Exporting your FilmAffinity profile to a .csv file using R.
Published:
Updated May 14th 2024: the code stopped working after FilmAffinity changed the way ratings are shown. A small change in the code was needed to take this into consideration. Thanks to those who emailed me about it!
Yesterday, I decided to start using a different web service to manage my activity as a moviegoer. I have been using FilmAffinity (the Spanish hub for film snobbery) for the last seven years. The platform has been in desperate need for an update, and I was missing the social side of the whole experience. Therefore, I created a Letterboxd account, but I faced the problem of importing all my movies. A quick Google search returned several Python-based solutions, but all of them seemed to be lacking something. Some scripts I could just not make work due to FilmAffinity having changed certain bits of their own HTML code, and some of them were written with the Spanish version of FilmAffinity in mind. This wouldn’t be too important if the titles were the same in all languages, but the Spanish version of FilmAffinity shows the Spanish/Latin American translation of the movie. Being Letterboxd an English-language platform, this means that a good chunk of the movies I had watched could not be automatically imported. After trying to modify some Python scripts made by someone else, I decided to write my own script in R (which I am more comfortable with).

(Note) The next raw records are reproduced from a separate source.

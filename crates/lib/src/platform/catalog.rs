//! The fixed catalog of platforms the toolchain can build for.

use super::{Arch, Os, Platform};

pub const ANDROID_ARM: Platform = Platform::new(Os::Android, Arch::Arm);
pub const DARWIN_386: Platform = Platform::new(Os::Darwin, Arch::X86);
pub const DARWIN_AMD64: Platform = Platform::new(Os::Darwin, Arch::Amd64);
pub const DARWIN_ARM: Platform = Platform::new(Os::Darwin, Arch::Arm);
pub const DARWIN_ARM64: Platform = Platform::new(Os::Darwin, Arch::Arm64);
pub const DRAGONFLY_AMD64: Platform = Platform::new(Os::Dragonfly, Arch::Amd64);
pub const FREEBSD_386: Platform = Platform::new(Os::FreeBsd, Arch::X86);
pub const FREEBSD_AMD64: Platform = Platform::new(Os::FreeBsd, Arch::Amd64);
pub const FREEBSD_ARM: Platform = Platform::new(Os::FreeBsd, Arch::Arm);
pub const LINUX_386: Platform = Platform::new(Os::Linux, Arch::X86);
pub const LINUX_AMD64: Platform = Platform::new(Os::Linux, Arch::Amd64);
pub const LINUX_ARM: Platform = Platform::new(Os::Linux, Arch::Arm);
pub const LINUX_ARM64: Platform = Platform::new(Os::Linux, Arch::Arm64);
pub const LINUX_PPC64: Platform = Platform::new(Os::Linux, Arch::Ppc64);
pub const LINUX_PPC64LE: Platform = Platform::new(Os::Linux, Arch::Ppc64le);
pub const LINUX_MIPS: Platform = Platform::new(Os::Linux, Arch::Mips);
pub const LINUX_MIPSLE: Platform = Platform::new(Os::Linux, Arch::Mipsle);
pub const LINUX_MIPS64: Platform = Platform::new(Os::Linux, Arch::Mips64);
pub const LINUX_MIPS64LE: Platform = Platform::new(Os::Linux, Arch::Mips64le);
pub const NETBSD_386: Platform = Platform::new(Os::NetBsd, Arch::X86);
pub const NETBSD_AMD64: Platform = Platform::new(Os::NetBsd, Arch::Amd64);
pub const NETBSD_ARM: Platform = Platform::new(Os::NetBsd, Arch::Arm);
pub const OPENBSD_386: Platform = Platform::new(Os::OpenBsd, Arch::X86);
pub const OPENBSD_AMD64: Platform = Platform::new(Os::OpenBsd, Arch::Amd64);
pub const OPENBSD_ARM: Platform = Platform::new(Os::OpenBsd, Arch::Arm);
pub const PLAN9_386: Platform = Platform::new(Os::Plan9, Arch::X86);
pub const PLAN9_AMD64: Platform = Platform::new(Os::Plan9, Arch::Amd64);
pub const SOLARIS_AMD64: Platform = Platform::new(Os::Solaris, Arch::Amd64);
pub const WINDOWS_386: Platform = Platform::with_extension(Os::Windows, Arch::X86, ".exe");
pub const WINDOWS_AMD64: Platform = Platform::with_extension(Os::Windows, Arch::Amd64, ".exe");

static SUPPORTED_PLATFORMS: [Platform; 30] = [
  ANDROID_ARM,
  DARWIN_386,
  DARWIN_AMD64,
  DARWIN_ARM,
  DARWIN_ARM64,
  DRAGONFLY_AMD64,
  FREEBSD_386,
  FREEBSD_AMD64,
  FREEBSD_ARM,
  LINUX_386,
  LINUX_AMD64,
  LINUX_ARM,
  LINUX_ARM64,
  LINUX_PPC64,
  LINUX_PPC64LE,
  LINUX_MIPS,
  LINUX_MIPSLE,
  LINUX_MIPS64,
  LINUX_MIPS64LE,
  NETBSD_386,
  NETBSD_AMD64,
  NETBSD_ARM,
  OPENBSD_386,
  OPENBSD_AMD64,
  OPENBSD_ARM,
  PLAN9_386,
  PLAN9_AMD64,
  SOLARIS_AMD64,
  WINDOWS_386,
  WINDOWS_AMD64,
];

/// Every platform the toolchain supports, in catalog order.
pub fn supported() -> &'static [Platform] {
  &SUPPORTED_PLATFORMS
}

The idea is to go through every page in my profile and extract relevant information about the movies that I’ve watched in order to generate a compatible .csv file. (The fact that it’s for Letterboxd does not really impact the process at all, except for the names used in the .csv file columns).
We will need, at least, three libraries:
library(xml2)
library(rvest)
library(stringr)
The first two libraries will make our life easier by reading the source code of a specified URL. The stringr
library will be useful when we need to manipulate entry names. We also need to know which profile we will be getting data from:
id = "958982"
pages = 20
The user ID can be checked in the URL of the user’s profile page, and the number of pages to scrap can be seen at the bottom of the page. Therefore, the URL to scrap will be:
url = paste("https://www.filmaffinity.com/en/userratings.php?user_id=",id,sep="")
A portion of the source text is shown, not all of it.